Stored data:
BEGIN

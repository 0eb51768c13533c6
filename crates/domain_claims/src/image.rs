//! Image-derived damage findings

use serde::{Deserialize, Serialize};
use std::collections::BTreeSet;

/// Aggregate damage severity across all analyzed images
#[derive(Debug, Clone, Copy, PartialEq, Eq, Default, Serialize, Deserialize)]
#[serde(rename_all = "UPPERCASE")]
pub enum Severity {
    #[default]
    #[serde(alias = "none")]
    None,
    Minor,
    Major,
}

/// How much visual evidence backs the findings
#[derive(Debug, Clone, Copy, PartialEq, Eq, Default, Serialize, Deserialize)]
#[serde(rename_all = "UPPERCASE")]
pub enum EvidenceStrength {
    #[default]
    None,
    Weak,
    Medium,
    Strong,
}

/// The image model's claimability verdict
#[derive(Debug, Clone, Copy, PartialEq, Eq, Serialize, Deserialize)]
pub enum Claimability {
    Claimable,
    #[serde(rename = "Not Claimable", alias = "Non-Claimable")]
    NotClaimable,
    #[serde(rename = "Requires Review")]
    RequiresReview,
}

/// Structured findings produced once per claim by the image collaborator.
///
/// Immutable after production. `claimability` is absent when no images were
/// analyzed or the analysis was inconclusive; absent never fires a decision
/// rule.
#[derive(Debug, Clone, Default, PartialEq, Serialize, Deserialize)]
#[serde(default)]
pub struct ImageFindings {
    pub damage_detected: bool,
    pub severity: Severity,
    pub confidence: f32,
    pub evidence_strength: EvidenceStrength,
    pub damage_types: BTreeSet<String>,
    #[serde(skip_serializing_if = "Option::is_none")]
    pub claimability: Option<Claimability>,
    /// The model's stated justification for its claimability verdict
    #[serde(
        skip_serializing_if = "Option::is_none",
        alias = "final_insurance_reason"
    )]
    pub final_reason: Option<String>,
    pub reasoning: Vec<String>,
    #[serde(alias = "annotated_images")]
    pub annotated_image_refs: Vec<String>,
}

impl ImageFindings {
    /// Neutral "no damage detected, inconclusive" finding used when image
    /// analysis fails.
    pub fn inconclusive(note: impl Into<String>) -> Self {
        Self {
            reasoning: vec![note.into()],
            ..Self::default()
        }
    }
}

#[cfg(test)]
mod tests {
    use super::*;
    use serde_json::json;

    #[test]
    fn test_claimability_wire_names() {
        let findings: ImageFindings = serde_json::from_value(json!({
            "damage_detected": true,
            "severity": "MAJOR",
            "claimability": "Not Claimable"
        }))
        .unwrap();
        assert_eq!(findings.claimability, Some(Claimability::NotClaimable));
        assert_eq!(findings.severity, Severity::Major);
    }

    #[test]
    fn test_legacy_field_aliases() {
        let findings: ImageFindings = serde_json::from_value(json!({
            "severity": "none",
            "claimability": "Non-Claimable",
            "final_insurance_reason": "Only small scratches/dents detected",
            "annotated_images": ["uploads/annotated/a.jpg"]
        }))
        .unwrap();
        assert_eq!(findings.severity, Severity::None);
        assert_eq!(findings.claimability, Some(Claimability::NotClaimable));
        assert_eq!(
            findings.final_reason.as_deref(),
            Some("Only small scratches/dents detected")
        );
        assert_eq!(findings.annotated_image_refs.len(), 1);
    }

    #[test]
    fn test_inconclusive_has_no_claimability() {
        let findings = ImageFindings::inconclusive("Image analysis unavailable");
        assert!(findings.claimability.is_none());
        assert!(!findings.damage_detected);
        assert_eq!(findings.reasoning, vec!["Image analysis unavailable"]);
    }
}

END

WORK REQUIRED: Put down each entry again, unchanged and complete.

FINISHED TASK:
repository 0eb51768c13533c6
filename crates/domain_claims/src/image.rs
//! Image-derived damage findings

use serde::{Deserialize, Serialize};
use std::collections::BTreeSet;

/// Aggregate damage severity across all analyzed images
#[derive(Debug, Clone, Copy, PartialEq, Eq, Default, Serialize, Deserialize)]
#[serde(rename_all = "UPPERCASE")]
pub enum Severity {
    #[default]
    #[serde(alias = "none")]
    None,
    Minor,
    Major,
}

/// How much visual evidence backs the findings
#[derive(Debug, Clone, Copy, PartialEq, Eq, Default, Serialize, Deserialize)]
#[serde(rename_all = "UPPERCASE")]
pub enum EvidenceStrength {
    #[default]
    None,
    Weak,
    Medium,
    Strong,
}

/// The image model's claimability verdict
#[derive(Debug, Clone, Copy, PartialEq, Eq, Serialize, Deserialize)]
pub enum Claimability {
    Claimable,
    #[serde(rename = "Not Claimable", alias = "Non-Claimable")]
    NotClaimable,
    #[serde(rename = "Requires Review")]
    RequiresReview,
}

/// Structured findings produced once per claim by the image collaborator.
///
/// Immutable after production. `claimability` is absent when no images were
/// analyzed or the analysis was inconclusive; absent never fires a decision
/// rule.
#[derive(Debug, Clone, Default, PartialEq, Serialize, Deserialize)]
#[serde(default)]
pub struct ImageFindings {
    pub damage_detected: bool,
    pub severity: Severity,
    pub confidence: f32,
    pub evidence_strength: EvidenceStrength,
    pub damage_types: BTreeSet<String>,
    #[serde(skip_serializing_if = "Option::is_none")]
    pub claimability: Option<Claimability>,
    /// The model's stated justification for its claimability verdict
    #[serde(
        skip_serializing_if = "Option::is_none",
        alias = "final_insurance_reason"
    )]
    pub final_reason: Option<String>,
    pub reasoning: Vec<String>,
    #[serde(alias = "annotated_images")]
    pub annotated_image_refs: Vec<String>,
}

impl ImageFindings {
    /// Neutral "no damage detected, inconclusive" finding used when image
    /// analysis fails.
    pub fn inconclusive(note: impl Into<String>) -> Self {
        Self {
            reasoning: vec![note.into()],
            ..Self::default()
        }
    }
}

#[cfg(test)]
mod tests {
    use super::*;
    use serde_json::json;

    #[test]
    fn test_claimability_wire_names() {
        let findings: ImageFindings = serde_json::from_value(json!({
            "damage_detected": true,
            "severity": "MAJOR",
            "claimability": "Not Claimable"
        }))
        .unwrap();
        assert_eq!(findings.claimability, Some(Claimability::NotClaimable));
        assert_eq!(findings.severity, Severity::Major);
    }

    #[test]
    fn test_legacy_field_aliases() {
        let findings: ImageFindings = serde_json::from_value(json!({
            "severity": "none",
            "claimability": "Non-Claimable",
            "final_insurance_reason": "Only small scratches/dents detected",
            "annotated_images": ["uploads/annotated/a.jpg"]
        }))
        .unwrap();
        assert_eq!(findings.severity, Severity::None);
        assert_eq!(findings.claimability, Some(Claimability::NotClaimable));
        assert_eq!(
            findings.final_reason.as_deref(),
            Some("Only small scratches/dents detected")
        );
        assert_eq!(findings.annotated_image_refs.len(), 1);
    }

    #[test]
    fn test_inconclusive_has_no_claimability() {
        let findings = ImageFindings::inconclusive("Image analysis unavailable");
        assert!(findings.claimability.is_none());
        assert!(!findings.damage_detected);
        assert_eq!(findings.reasoning, vec!["Image analysis unavailable"]);
    }
}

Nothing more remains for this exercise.